Urgent Computing: Exploring Supercomputing’s New Role
Pete Beckman, Mathematics and Computer Science Division, Argonne National Laboratory
Large-scale parallel simulation and modeling have changed our world. Today, supercomputers are not just for research and development or scientific exploration; they have become an integral part of many industries. A brief look at the Top 500 list of the world’s largest supercomputers shows some of the business sectors that now rely on supercomputers: finance, entertainment and digital media, transportation, pharmaceuticals, aerospace, petroleum, and biotechnology. While supercomputing may not yet be considered commonplace, the world has embraced high-performance computation (HPC). Demand for skilled computational scientists is high, and colleges and universities are struggling to meet the need for cross-disciplinary engineers who are skilled in both computation and an applied scientific domain. It is on this stage that a new breed of high-fidelity simulations is emerging – applications that need urgent access to supercomputing resources.
For some simulations, insights gained through supercomputer computation have immediate application. Consider, for example, an HPC application that could quickly calculate the exact location and magnitude of tsunamis immediately after an undersea earthquake. Since the evacuation of local residents is both costly and potentially dangerous, promptly beginning an orderly evacuation in only those areas directly threatened could save lives. Similarly, imagine a parallel wildfire simulation that coupled weather, terrain, and fuel models and could accurately predict the path of a wildfire days in advance. Firefighters could cut firebreaks exactly where they would be most effective. For these urgent computations, late results are useless results. As the HPC community builds increasingly realistic models, applications are emerging that need on-demand computation. Looking into the future, we might imagine event-driven and data-driven HPC applications running on-demand to predict everything from where to look for a lost boater after a storm to tracking a toxic plume after an industrial or transportation accident.

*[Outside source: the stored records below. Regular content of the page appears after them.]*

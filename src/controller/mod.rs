// Copyright (C) 2026  Caprica Software Limited
//
// This program is free software: you can redistribute it and/or modify
// it under the terms of the GNU General Public License as published by
// the Free Software Foundation, either version 3 of the License, or
// (at your option) any later version.
//
// This program is distributed in the hope that it will be useful,
// but WITHOUT ANY WARRANTY; without even the implied warranty of
// MERCHANTABILITY or FITNESS FOR A PARTICULAR PURPOSE.  See the
// GNU General Public License for more details.
//
// You should have received a copy of the GNU General Public License
// along with this program.  If not, see <https://www.gnu.org/licenses/>.

//! Artist view state machine.
//!
//! The controller reads filter state from the location, decides when a new
//! catalogue fetch is needed and keeps the latest result for rendering.
//!
//! # States
//!
//! ```text
//!  Idle ──sync──▶ Loading ──complete(ok)──▶ Loaded
//!                    ▲    ──complete(err)─▶ Errored
//!                    └──────sync (any state, filters changed)
//! ```
//!
//! Every fetch is tagged with a monotonically increasing sequence number.
//! A completion is applied only when it carries the most recently issued
//! number; anything older belongs to filters that are no longer active and is
//! dropped without touching state.

mod intent;

pub(crate) use intent::Intent;

use tracing::{debug, error};

use crate::{
    catalogue::{ArtistQuery, ArtistRecord, CatalogueError, FetchResult, PER_PAGE},
    location::Location,
    query::{self, FilterState},
};

#[derive(Debug, Default)]
pub(crate) enum ViewState {
    #[default]
    Idle,
    /// A fetch is in flight; carries whatever was on screen before it.
    Loading(Option<FetchResult>),
    Loaded(FetchResult),
    Errored,
}

#[derive(Debug, Clone, Eq, PartialEq)]
pub(crate) struct FetchRequest {
    pub(crate) seq: u64,
    pub(crate) query: ArtistQuery,
}

#[derive(Debug)]
pub(crate) struct FetchCompletion {
    pub(crate) seq: u64,
    pub(crate) outcome: Result<FetchResult, CatalogueError>,
}

#[derive(Debug, Default)]
pub(crate) struct ViewController {
    state: ViewState,
    active: Option<FilterState>,
    latest_seq: u64,
}

impl ViewController {
    pub(crate) fn new() -> Self {
        Self::default()
    }

    /// Re-reads the filters from a raw location query.
    ///
    /// Returns the request to issue when the decoded filters differ from the
    /// active ones, or on the first call.
    pub(crate) fn sync(&mut self, raw: &str) -> Option<FetchRequest> {
        let filters = query::decode(raw);
        if self.active.as_ref() == Some(&filters) {
            return None;
        }

        self.latest_seq += 1;

        let displayed = match std::mem::take(&mut self.state) {
            ViewState::Loaded(result) => Some(result),
            ViewState::Loading(previous) => previous,
            ViewState::Idle | ViewState::Errored => None,
        };
        self.state = ViewState::Loading(displayed);

        let request = FetchRequest {
            seq: self.latest_seq,
            query: ArtistQuery::from(&filters),
        };
        debug!("Issuing fetch #{} for {:?}", request.seq, filters);

        self.active = Some(filters);
        Some(request)
    }

    /// Applies a finished fetch, returning whether it was current.
    pub(crate) fn complete(&mut self, completion: FetchCompletion) -> bool {
        if completion.seq != self.latest_seq {
            debug!(
                "Discarding stale fetch #{} (latest #{})",
                completion.seq, self.latest_seq
            );
            return false;
        }

        self.state = match completion.outcome {
            Ok(result) => ViewState::Loaded(result),
            Err(e) => {
                error!("Failed to load artists: {:#}", anyhow::Error::from(e));
                ViewState::Errored
            }
        };

        true
    }

    /// Applies a user intent to the location, returning whether anything
    /// was pushed.
    pub(crate) fn dispatch(&self, intent: &Intent, location: &mut Location) -> bool {
        let Some(update) = intent.update() else {
            debug!("Ignoring intent {:?}", intent);
            return false;
        };

        location.push(&update);
        true
    }

    pub(crate) fn state(&self) -> &ViewState {
        &self.state
    }

    pub(crate) fn filters(&self) -> FilterState {
        self.active.clone().unwrap_or_default()
    }

    pub(crate) fn displayed(&self) -> Option<&FetchResult> {
        match &self.state {
            ViewState::Loaded(result) => Some(result),
            ViewState::Loading(previous) => previous.as_ref(),
            ViewState::Idle | ViewState::Errored => None,
        }
    }

    pub(crate) fn records(&self) -> &[ArtistRecord] {
        self.displayed().map_or(&[], |r| r.records.as_slice())
    }

    pub(crate) fn total_items(&self) -> u64 {
        self.displayed().map_or(0, |r| r.total_items)
    }

    pub(crate) fn page_count(&self) -> u32 {
        self.displayed().map_or(0, |r| r.page_count(PER_PAGE))
    }

    pub(crate) fn is_loading(&self) -> bool {
        matches!(self.state, ViewState::Loading(_))
    }

    pub(crate) fn is_errored(&self) -> bool {
        matches!(self.state, ViewState::Errored)
    }
}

Of course, as we build confidence in these emerging computations, they will move from the scientist’s workbench and into critical decision-making paths. Where will the supercomputer cycles come from? It is straightforward to imagine building a supercomputer specifically for these emerging urgent computations. Even if such a system led the Top 500 list, however, it would not be as powerful as the combined computational might of the world’s five largest computers. Aggregating the country’s largest resources to solve a critical, national-scale computational challenge could provide an order of magnitude more power than attempting to rely on a prebuilt system for on-demand computation.
Furthermore, costly public infrastructure, idle except during an emergency, is inefficient. A better approach, when practical, is to temporarily use public resources during times of crisis. For example, rather than build a nationwide set of radio towers and transmitters to disseminate emergency information, the government requires that large TV and radio stations participate in the Emergency Alert System. When public broadcasts are needed, most often in the form of localized severe weather, broadcasters are automatically interrupted, and critical information is shared with the public.
As high-fidelity computation becomes more capable in predicting the future and being used for immediate decision support, governments and local municipalities must build infrastructures that can link together the largest resources from the NSF, DOE, NASA, and the NIH and use them to run time-critical urgent computations. For embarrassingly parallel applications, we might look to the emerging market for “cloud computing.” Many of the world’s largest Internet companies have embraced a model for providing software as a service. Amazon’s elastic computing cloud (EC2), for example, can provide thousands of virtual machine images rapidly and cost effectively. For applications with relatively small network communication needs, it might be most effective for urgent, on-demand computations simply to be injected into the nation’s existing Internet infrastructure supported by Amazon, Yahoo, Google, and Microsoft.
In April 2007, an urgent computing conference at Argonne National Laboratory brought together an international group of scientists to discuss how on-demand computations for HPC might be supported and change the landscape of predictive modeling. The organizers of that workshop realized that CTWatch Quarterly would be the ideal venue for exploring this new field. This issue describes how applications, urgent-computing infrastructures, and computational resources can support this new role for computing.